■ What this task involves ■
Beneath this task are records; count the lines among them that contain the word "json" and answer with the number only.

(Stored items)
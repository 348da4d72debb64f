//! 用户管理上下文（前端模拟数据）
//!
//! 包装 `UserManagementStore`，每次变更后刷新两个列表快照。

use crate::web::BrowserStorage;
use leptos::prelude::*;
use testhub_shared::models::{
    ManagedUser, ManagedUserPatch, NewManagedUser, Role, SignupRequest,
};
use testhub_shared::storage::KeyValueStore;
use testhub_shared::user_admin::UserManagementStore;
use testhub_shared::{STORAGE_MANAGED_USERS, STORAGE_SIGNUP_REQUESTS};

#[derive(Clone, Copy)]
pub struct AdminContext {
    pub users: RwSignal<Vec<ManagedUser>>,
    pub signup_requests: RwSignal<Vec<SignupRequest>>,
    store: StoredValue<UserManagementStore<BrowserStorage>, LocalStorage>,
}

impl AdminContext {
    pub fn new(storage: BrowserStorage) -> Self {
        let store = UserManagementStore::load(storage.clone());
        let ctx = Self {
            users: RwSignal::new(store.users().to_vec()),
            signup_requests: RwSignal::new(store.signup_requests().to_vec()),
            store: StoredValue::new_local(store),
        };

        storage.subscribe(Box::new(move |key| {
            if key.is_empty() || key == STORAGE_MANAGED_USERS || key == STORAGE_SIGNUP_REQUESTS {
                ctx.mutate(|s| s.reload());
            }
        }));
        ctx
    }

    /// 对存储执行一次变更并刷新快照；所属 Owner 已销毁时返回 `None`
    fn mutate<R>(&self, f: impl FnOnce(&mut UserManagementStore<BrowserStorage>) -> R) -> Option<R> {
        let out = self.store.try_update_value(f);
        self.store.try_with_value(|s| {
            self.users.set(s.users().to_vec());
            self.signup_requests.set(s.signup_requests().to_vec());
        });
        out
    }

    pub fn add_user(&self, new: NewManagedUser) -> Option<ManagedUser> {
        self.mutate(|s| s.add_user(new))
    }

    pub fn update_user(&self, id: i64, patch: ManagedUserPatch) -> bool {
        self.mutate(|s| s.update_user(id, patch)).unwrap_or(false)
    }

    pub fn delete_user(&self, id: i64) -> bool {
        self.mutate(|s| s.delete_user(id)).unwrap_or(false)
    }

    pub fn approve_signup_request(&self, id: i64, role: Role) -> Option<ManagedUser> {
        self.mutate(|s| s.approve_signup_request(id, role)).flatten()
    }

    pub fn reject_signup_request(&self, id: i64) -> bool {
        self.mutate(|s| s.reject_signup_request(id)).unwrap_or(false)
    }
}

pub fn use_admin() -> AdminContext {
    expect_context::<AdminContext>()
}
use super::RoleSelect;
use crate::admin::use_admin;
use crate::components::auth::{FormError, PasswordField};
use crate::components::icons::*;
use crate::components::layout::Notice;
use leptos::prelude::*;
use testhub_shared::forms::EditUserForm;
use testhub_shared::models::{ManagedUser, UserStatus};

/// 编辑对话框；`editing` 为 `Some` 时显示
#[component]
pub fn EditUserDialog(editing: RwSignal<Option<ManagedUser>>, notice: Notice) -> impl IntoView {
    move || {
        editing
            .get()
            .map(|user| view! { <EditUserBody user=user editing=editing notice=notice /> })
    }
}

#[component]
fn EditUserBody(user: ManagedUser, editing: RwSignal<Option<ManagedUser>>, notice: Notice) -> impl IntoView {
    let admin = use_admin();
    let initial = EditUserForm::from_user(&user);

    let name = RwSignal::new(initial.name);
    let email = RwSignal::new(initial.email);
    let password = RwSignal::new(String::new());
    let role = RwSignal::new(initial.role);
    let status = RwSignal::new(initial.status);
    let error = RwSignal::new(None::<String>);

    let user_id = user.id;
    let on_submit = move |ev: leptos::ev::SubmitEvent| {
        ev.prevent_default();
        let form = EditUserForm {
            name: name.get_untracked(),
            email: email.get_untracked(),
            password: password.get_untracked(),
            role: role.get_untracked(),
            status: status.get_untracked(),
        };
        if let Some(msg) = form.validate().message() {
            error.set(Some(msg.to_string()));
            return;
        }
        if admin.update_user(user_id, form.to_patch()) {
            notice.success("User updated");
        } else {
            notice.error("User not found");
        }
        editing.set(None);
    };

    view! {
        <div class="modal modal-open">
            <div class="modal-box">
                <h3 class="font-bold text-lg flex items-center gap-2">
                    <Pencil attr:class="h-5 w-5" />
                    "Edit User"
                </h3>
                <p class="text-sm text-base-content/60">"Update user information and credentials"</p>
                <form class="space-y-2 mt-4" on:submit=on_submit>
                    <FormError error=error />
                    <fieldset class="fieldset">
                        <legend class="fieldset-legend">"Full Name"</legend>
                        <input
                            type="text"
                            class="input w-full"
                            placeholder="Enter full name"
                            prop:value=move || name.get()
                            on:input=move |ev| name.set(event_target_value(&ev))
                        />
                    </fieldset>
                    <fieldset class="fieldset">
                        <legend class="fieldset-legend">"Email Address"</legend>
                        <input
                            type="email"
                            class="input w-full"
                            placeholder="user@example.com"
                            prop:value=move || email.get()
                            on:input=move |ev| email.set(event_target_value(&ev))
                        />
                    </fieldset>
                    <PasswordField
                        label="New Password (leave blank to keep current)"
                        placeholder="Enter new password"
                        value=password
                    />
                    <div class="grid grid-cols-2 gap-4">
                        <RoleSelect value=role />
                        <fieldset class="fieldset">
                            <legend class="fieldset-legend">"Status"</legend>
                            <select
                                class="select w-full"
                                on:change=move |ev| {
                                    let next = if event_target_value(&ev) == "Inactive" {
                                        UserStatus::Inactive
                                    } else {
                                        UserStatus::Active
                                    };
                                    status.set(next);
                                }
                            >
                                {[UserStatus::Active, UserStatus::Inactive]
                                    .into_iter()
                                    .map(|s| {
                                        view! {
                                            <option value=s.label() selected=move || status.get() == s>
                                                {s.label()}
                                            </option>
                                        }
                                    })
                                    .collect_view()}
                            </select>
                        </fieldset>
                    </div>
                    <div class="modal-action">
                        <button type="button" class="btn" on:click=move |_| editing.set(None)>
                            "Cancel"
                        </button>
                        <button type="submit" class="btn btn-primary">"Save Changes"</button>
                    </div>
                </form>
            </div>
        </div>
    }
}
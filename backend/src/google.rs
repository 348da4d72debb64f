//! Google ID Token 校验
//!
//! 通过 Google `tokeninfo` 端点校验前端拿到的 credential。配置了客户端 ID 时
//! 还要求 `aud` 与之相同。

use crate::error::{ApiError, ApiResult};
use serde::Deserialize;
use testhub_shared::http::{HttpClient, HttpRequest};

pub const TOKENINFO_URL: &str = "https://oauth2.googleapis.com/tokeninfo";

/// 从 ID Token 中取出的用户资料
#[derive(Debug, Clone, PartialEq, Eq)]
pub struct GoogleIdentity {
    pub email: String,
    pub name: String,
    pub picture: Option<String>,
    pub email_verified: bool,
}

#[async_trait::async_trait(?Send)]
pub trait GoogleVerifier {
    async fn verify(&self, credential: &str) -> ApiResult<GoogleIdentity>;
}

/// tokeninfo 的布尔字段以字符串返回
#[derive(Deserialize)]
struct TokenInfo {
    aud: String,
    email: Option<String>,
    name: Option<String>,
    picture: Option<String>,
    #[serde(default)]
    email_verified: Option<String>,
}

pub struct TokenInfoVerifier<'a, C: HttpClient> {
    client: &'a C,
    client_id: Option<String>,
}

impl<'a, C: HttpClient> TokenInfoVerifier<'a, C> {
    pub fn new(client: &'a C, client_id: Option<String>) -> Self {
        Self { client, client_id }
    }
}

fn verify_failed(reason: impl std::fmt::Display) -> ApiError {
    ApiError::unauthorized(format!("Failed to verify Google token: {}", reason))
}

#[async_trait::async_trait(?Send)]
impl<C: HttpClient> GoogleVerifier for TokenInfoVerifier<'_, C> {
    async fn verify(&self, credential: &str) -> ApiResult<GoogleIdentity> {
        if credential.trim().is_empty() {
            return Err(verify_failed("missing credential"));
        }

        let url = format!("{}?id_token={}", TOKENINFO_URL, credential);
        let resp = self
            .client
            .send(HttpRequest::get(&url))
            .await
            .map_err(|e| ApiError::from(e).in_op("google.tokeninfo"))?;

        if !resp.ok() {
            return Err(verify_failed(format!("tokeninfo returned {}", resp.status)));
        }

        let info: TokenInfo = resp
            .json()
            .map_err(|e| ApiError::from(e).in_op("google.decode"))?;

        if self
            .client_id
            .as_ref()
            .is_some_and(|expected| info.aud != *expected)
        {
            return Err(verify_failed("audience mismatch"));
        }

        let email = info
            .email
            .filter(|e| !e.trim().is_empty())
            .ok_or_else(|| verify_failed("token has no email"))?;

        Ok(GoogleIdentity {
            name: info.name.unwrap_or_default(),
            picture: info.picture.filter(|p| !p.is_empty()),
            email_verified: info.email_verified.as_deref() == Some("true"),
            email,
        })
    }
}

#[cfg(test)]
pub mod tests {
    use super::*;
    use crate::error::ApiErrorStatus;
    use serde_json::json;
    use std::collections::HashMap;
    use testhub_shared::http::MockHttpClient;

    /// 固定 credential -> 身份映射，供上层逻辑测试使用
    #[derive(Default)]
    pub struct MockGoogleVerifier {
        identities: HashMap<String, GoogleIdentity>,
    }

    impl MockGoogleVerifier {
        pub fn with(mut self, credential: &str, email: &str, name: &str) -> Self {
            self.identities.insert(
                credential.to_string(),
                GoogleIdentity {
                    email: email.to_string(),
                    name: name.to_string(),
                    picture: None,
                    email_verified: true,
                },
            );
            self
        }

        pub fn with_picture(mut self, credential: &str, url: &str) -> Self {
            if let Some(identity) = self.identities.get_mut(credential) {
                identity.picture = Some(url.to_string());
            }
            self
        }
    }

    #[async_trait::async_trait(?Send)]
    impl GoogleVerifier for MockGoogleVerifier {
        async fn verify(&self, credential: &str) -> ApiResult<GoogleIdentity> {
            self.identities
                .get(credential)
                .cloned()
                .ok_or_else(|| verify_failed("invalid token"))
        }
    }

    fn tokeninfo(cred: &str) -> String {
        format!("{}?id_token={}", TOKENINFO_URL, cred)
    }

    #[tokio::test]
    async fn reads_identity_from_tokeninfo() {
        let http = MockHttpClient::new();
        http.mock_response(
            &tokeninfo("cred-1"),
            200,
            json!({"aud": "client-1", "email": "jane@gmail.com", "name": "Jane Doe",
                   "picture": "https://img/jane.png", "email_verified": "true"}),
        );

        let verifier = TokenInfoVerifier::new(&http, Some("client-1".into()));
        let identity = verifier.verify("cred-1").await.unwrap();
        assert_eq!(identity.email, "jane@gmail.com");
        assert_eq!(identity.name, "Jane Doe");
        assert!(identity.email_verified);
        assert_eq!(identity.picture.as_deref(), Some("https://img/jane.png"));
    }

    #[tokio::test]
    async fn audience_must_match_configured_client() {
        let http = MockHttpClient::new();
        http.mock_response(
            &tokeninfo("cred-2"),
            200,
            json!({"aud": "someone-else", "email": "jane@gmail.com", "name": "Jane"}),
        );

        let err = TokenInfoVerifier::new(&http, Some("client-1".into()))
            .verify("cred-2")
            .await
            .unwrap_err();
        assert_eq!(err.status, ApiErrorStatus::Unauthorized);
        assert!(err.message().starts_with("Failed to verify Google token"));

        // 未配置客户端 ID 时不检查 aud
        assert!(TokenInfoVerifier::new(&http, None).verify("cred-2").await.is_ok());
    }

    #[tokio::test]
    async fn rejected_credential_is_unauthorized() {
        let http = MockHttpClient::new();
        http.mock_response(&tokeninfo("bad"), 400, json!({"error": "invalid_token"}));

        let err = TokenInfoVerifier::new(&http, None).verify("bad").await.unwrap_err();
        assert_eq!(err.status_code(), 401);
    }

    #[tokio::test]
    async fn unreachable_google_is_upstream_error() {
        let http = MockHttpClient::new();
        http.set_unreachable(true);

        let err = TokenInfoVerifier::new(&http, None).verify("x").await.unwrap_err();
        assert_eq!(err.status, ApiErrorStatus::ExternalApi);
    }
}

■ Reply to the task ■
5